E A C O E L H O

UM PRETENSO POETA

Textos

A PROFECIA DO REI




Quem tem mais de 50 anos de idade, com certeza lembra-se do milésimo gol de Pelé. Pênalti, Maracanã lotado, a torcida do Vasco torcendo para sofrer um gol, desde que fosse dele, o Rei. Desde que fosse o milésimo. Desde que ficasse para a história. E ficou.

E o Rei bateu, fez e correu para os repórteres. E não correu para um microfone, para enaltecer e valorizar o gol. Milésimo. Nem o soco no ar ele deu, como fazia normalmente. E correu até a beirada do campo, achou um repórter, empunhou o microfone e disse...

Não lembro exatamente das palavras do Rei. Mas lembro sim da mensagem, do contexto. Disse ele: Vamos cuidar dos meninos. Vamos cuidar dos meninos. Se não cuidarmos dos meninos do morro, eles crescerão famintos e famintos descerão o morro.

Assim profetizou o Rei. Não ouvimos o Rei. Os meninos cresceram e descem os morros em busca daquilo que lhes foi negado pela sociedade, pela elite, pelo estado. Negaram-lhes cama, comida, brinquedo, escola e perspectivas. Roubaram e continuam furtando até os seus sonhos.

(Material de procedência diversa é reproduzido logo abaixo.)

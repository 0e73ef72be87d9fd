//! Integration tests for the file-backed store.

use fieldsync_events::{
    ArtificialTerminationReason, ConsentPayload, ConsentResult, Event, EventPayload,
    EventScopeType, Timestamp,
};
use fieldsync_store::{
    EventFilter, EventLocalDataSource, EventRepository, FileEventStore, ManualClock,
    RecordKeyValueStore, StaticLogin, StoreConfig, StoreDir, SyncProgressCache,
};
use std::path::Path;
use std::sync::Arc;
use tempfile::tempdir;

fn consent() -> Event {
    Event::new(EventPayload::Consent(ConsentPayload {
        created_at: Timestamp(1),
        ended_at: Timestamp(2),
        result: ConsentResult::Accepted,
    }))
}

struct Opened {
    repo: EventRepository,
    store: Arc<FileEventStore>,
    progress: SyncProgressCache,
}

fn open(path: &Path) -> Opened {
    let dir = Arc::new(StoreDir::open(path, true).unwrap());
    let store = Arc::new(FileEventStore::open_dir(dir.clone(), true).unwrap());
    let kv = Arc::new(RecordKeyValueStore::open_dir(dir, true).unwrap());
    let repo = EventRepository::new(
        StoreConfig::new("device-1"),
        store.clone(),
        Arc::new(StaticLogin::signed_in("p1", "u1")),
        Arc::new(ManualClock::new(10)),
    );
    Opened {
        repo,
        store,
        progress: SyncProgressCache::new(kv),
    }
}

#[test]
fn open_session_is_resumed_after_restart() {
    let root = tempdir().unwrap();
    let first_scope = {
        let opened = open(root.path());
        let event = opened.repo.add_or_update_event(consent()).unwrap();
        opened.progress.save_progress("stage-1", 7).unwrap();
        event.labels.scope_id.unwrap()
    };

    let opened = open(root.path());
    let event = opened.repo.add_or_update_event(consent()).unwrap();
    assert_eq!(event.labels.scope_id.as_deref(), Some(first_scope.as_str()));
    assert_eq!(
        opened
            .repo
            .local_count(&EventFilter::all().with_scope(first_scope.clone()))
            .unwrap(),
        2
    );
    assert_eq!(opened.progress.read_progress("stage-1").unwrap(), 7);
}

#[test]
fn closed_sessions_wait_for_upload_across_restarts() {
    let root = tempdir().unwrap();
    {
        let opened = open(root.path());
        opened.repo.add_or_update_event(consent()).unwrap();
        opened
            .repo
            .close_current_session(Some(ArtificialTerminationReason::TimedOut))
            .unwrap();
    }

    let opened = open(root.path());
    let closed = opened
        .repo
        .get_closed_event_scopes(EventScopeType::Session, 10)
        .unwrap();
    assert_eq!(closed.len(), 1);
    let events = opened.repo.get_events_from_scope(&closed[0].id).unwrap();
    assert_eq!(events.len(), 2);

    opened.repo.delete_event_scope(&closed[0].id).unwrap();
    assert_eq!(
        opened
            .store
            .count_closed_scopes(EventScopeType::Session)
            .unwrap(),
        0
    );
}

#[test]
fn directory_is_exclusive() {
    let root = tempdir().unwrap();
    let _opened = open(root.path());
    assert!(StoreDir::open(root.path(), true).is_err());
}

Sim. Os meninos cresceram. Desceram o morro. Uns foram abatidos. Outros se reencaminharam. Mas muitos deles estão encarcerados, revoltados, famintos. Não brincaram, não foram para a escola, não sonharam os sonhos de menino.

Frustrados querem agora sonhar. E sonham. Sonham a vingança do morro. Sonham em pagar com a mesma moeda a violência que sofreram quando meninos. E seus sonhos são partilhados com outros tantos meninos que ainda estão nas ruas, que ainda sofrem as mesmas frustrações, que ainda não conseguem sonhar diferente. Sonham os mesmos sonhos dos meninos do milésimo gol. O único sonho que lhes resta. Pagar com a mesma moeda.

O Rei ainda vive. A mazela social também. O Rei ir-se-á algum dia. Mas persistirá a ganância, persistirá a avareza social. E os meninos do morro continuarão coibidos de sonhar. Sonharão quando crescidos. O sonho de vingar as faltas que lhes foram impostas.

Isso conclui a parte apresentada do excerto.